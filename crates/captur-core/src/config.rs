use crate::app_config::{AppConfig, Environment};
use crate::ConfigError;

use std::str::FromStr;

/// Half-width of the grid's expansion margin (0.01° at 111 km per degree).
/// A starting radius at or under it makes every fix regenerate the grid.
pub const MIN_INITIAL_RADIUS_KM: f64 = 1.11;

/// Load application configuration from environment variables.
///
/// Calls `dotenvy::dotenv().ok()` to load `.env` files before reading env vars.
///
/// # Errors
///
/// Returns `ConfigError` if required env vars are missing or values are invalid.
pub fn load_app_config() -> Result<AppConfig, ConfigError> {
    dotenvy::dotenv().ok();
    load_app_config_from_env()
}

/// Load application configuration from environment variables already in the process.
///
/// Unlike [`load_app_config`], this does NOT load `.env` files.
///
/// # Errors
///
/// Returns `ConfigError` if required env vars are missing or values are invalid.
pub fn load_app_config_from_env() -> Result<AppConfig, ConfigError> {
    build_app_config(|key| std::env::var(key))
}

/// Build application configuration using the provided env-var lookup function.
///
/// Decoupled from the real environment so it can be tested with a plain
/// `HashMap` lookup.
fn build_app_config<F>(lookup: F) -> Result<AppConfig, ConfigError>
where
    F: Fn(&str) -> Result<String, std::env::VarError>,
{
    use std::path::PathBuf;

    let require = |var: &str| -> Result<String, ConfigError> {
        lookup(var).map_err(|_| ConfigError::MissingEnvVar(var.to_string()))
    };

    let or_default = |var: &str, default: &str| -> String {
        lookup(var).unwrap_or_else(|_| default.to_string())
    };

    let backend_url = require("CAPTUR_BACKEND_URL")?;
    let anon_key = require("CAPTUR_ANON_KEY")?;
    let access_token = lookup("CAPTUR_ACCESS_TOKEN")
        .ok()
        .filter(|t| !t.trim().is_empty());

    let env = parse_environment(&or_default("CAPTUR_ENV", "development"))?;
    let log_level = or_default("CAPTUR_LOG_LEVEL", "info");
    let store_dir = PathBuf::from(or_default("CAPTUR_STORE_DIR", "./.captur-store"));

    let request_timeout_secs = parse_as::<u64>(
        "CAPTUR_REQUEST_TIMEOUT_SECS",
        &or_default("CAPTUR_REQUEST_TIMEOUT_SECS", "15"),
    )?;
    let max_retries = parse_as::<u32>(
        "CAPTUR_MAX_RETRIES",
        &or_default("CAPTUR_MAX_RETRIES", "2"),
    )?;
    let retry_backoff_base_ms = parse_as::<u64>(
        "CAPTUR_RETRY_BACKOFF_BASE_MS",
        &or_default("CAPTUR_RETRY_BACKOFF_BASE_MS", "500"),
    )?;
    let history_limit = parse_as::<usize>(
        "CAPTUR_HISTORY_LIMIT",
        &or_default("CAPTUR_HISTORY_LIMIT", "500"),
    )?;
    let sync_interval_secs = parse_as::<u64>(
        "CAPTUR_SYNC_INTERVAL_SECS",
        &or_default("CAPTUR_SYNC_INTERVAL_SECS", "60"),
    )?;
    if sync_interval_secs == 0 {
        return Err(ConfigError::InvalidEnvVar {
            var: "CAPTUR_SYNC_INTERVAL_SECS".to_string(),
            reason: "must be greater than zero".to_string(),
        });
    }

    let initial_radius_km = parse_as::<f64>(
        "CAPTUR_INITIAL_RADIUS_KM",
        &or_default("CAPTUR_INITIAL_RADIUS_KM", "10"),
    )?;
    if !initial_radius_km.is_finite() || initial_radius_km <= MIN_INITIAL_RADIUS_KM {
        return Err(ConfigError::InvalidEnvVar {
            var: "CAPTUR_INITIAL_RADIUS_KM".to_string(),
            reason: format!(
                "must be greater than {MIN_INITIAL_RADIUS_KM} km, got {initial_radius_km}"
            ),
        });
    }

    let reset_visited_on_expansion = parse_as::<bool>(
        "CAPTUR_RESET_VISITED_ON_EXPANSION",
        &or_default("CAPTUR_RESET_VISITED_ON_EXPANSION", "false"),
    )?;

    Ok(AppConfig {
        backend_url,
        anon_key,
        access_token,
        env,
        log_level,
        store_dir,
        request_timeout_secs,
        max_retries,
        retry_backoff_base_ms,
        history_limit,
        sync_interval_secs,
        initial_radius_km,
        reset_visited_on_expansion,
    })
}

fn parse_as<T>(var: &str, raw: &str) -> Result<T, ConfigError>
where
    T: FromStr,
    T::Err: std::fmt::Display,
{
    raw.trim()
        .parse::<T>()
        .map_err(|e| ConfigError::InvalidEnvVar {
            var: var.to_string(),
            reason: e.to_string(),
        })
}

/// Parse a string into an `Environment` variant.
///
/// # Errors
///
/// Returns `ConfigError::InvalidEnvVar` for anything other than
/// `development`, `test` or `production`.
fn parse_environment(s: &str) -> Result<Environment, ConfigError> {
    match s {
        "development" => Ok(Environment::Development),
        "test" => Ok(Environment::Test),
        "production" => Ok(Environment::Production),
        other => Err(ConfigError::InvalidEnvVar {
            var: "CAPTUR_ENV".to_string(),
            reason: format!("unknown environment '{other}'"),
        }),
    }
}

#[cfg(test)]
#[path = "config_test.rs"]
mod tests;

» EXERCISE PROMPT: An exact, line-for-line copy is required: from the line containing "other => Err(ConfigError::InvalidEnvVar" through the final line of the listing above, both included, with nothing else.

» RESPONSE BOX:
        other => Err(ConfigError::InvalidEnvVar {
            var: "CAPTUR_ENV".to_string(),
            reason: format!("unknown environment '{other}'"),
        }),
    }
}

#[cfg(test)]
#[path = "config_test.rs"]
mod tests;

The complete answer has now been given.